Nancy Schwartzman (2018)

A local radio station in Jefferson County, Ohio broadcasts early reports of an alleged sex crime.  The anchorman describes the incident as ‘very much a he-said-she-said at this stage’.  The assault of an underage teenage girl, the subject of Nancy Schwartzman’s documentary Roll Red Roll, didn’t stay that way for long.  Sixteen-year-old Jane Doe, as she’s referred to throughout (with occasional bleeps to erase her real name when it crops up in police interview recordings) was too drunk to remember how she came to wake up naked in a basement room, in the company of three teenage boys.  They were much more communicative, having taken and sent to their friends photos of what was being done to her.  Phone messages to and fro supplied a running commentary on the events of the night.  Marianne Hemmeter, on behalf of the Ohio Attorney General’s office, prosecuted at the subsequent trial of Trenton Mays and Ma’lik Richmond (also both sixteen when the assault took place).  Hemmeter tells Schwartzman that the Steubenville High School rape, as it became known, was one of the first cases to rely on unarguable evidence of this kind.  The defendants condemned themselves out of their own texts.
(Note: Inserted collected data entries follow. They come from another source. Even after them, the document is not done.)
//! CLI command implementations.
//!
//! Each submodule owns one or more related `Commands` variants:
//!
//! | Module  | Commands handled                  |
//! |---------|-----------------------------------|
//! | `run`   | `Start`, `Resume`, `Supervise`    |
//! | `state` | `Status`, `Steps`, `Reset`        |

pub mod run;
pub mod state;

pub use run::{cmd_resume, cmd_start, cmd_supervise};
pub use state::{cmd_reset, cmd_status, cmd_steps};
In 2012, when the crime was committed, Mays and Richmond were leading lights of the Steubenville High School football team.  According to trial transcripts, the already intoxicated Jane Doe left a party with them and two of their football teammates.  They called in briefly at another party, where the girl appeared to be ‘out of it’ and vomited.  Twenty minutes later, they headed to the home of a schoolmate, Mark Cole.  On the car journey there, Mays raped Jane Doe and exposed her breasts while his companions took photos and videos.  In a basement room of Cole’s house, Mays attempted oral rape on the girl, who was now unconscious.  Richmond then had vaginal sex with her.  More photographs were taken and shared.  The stream of phone messages continued in the immediate aftermath of the crime:  Mays begged the victim not to press charges and told Mark Cole to ‘Just say she … passed out’.   The bulk of the evidence presented in court comprised hundreds of texts and phone photos, taken by more than a dozen people and subsequently transmitted via Facebook, Twitter and YouTube.  Mays and Richmond were tried as juveniles and judged ‘delinquent beyond reasonable doubt’ (the equivalent of guilty in a juvenile case).  Each received a one-year sentence for raping Jane Doe while she was unconscious.  Mays was given an additional year’s sentence for disseminating pornographic images of her.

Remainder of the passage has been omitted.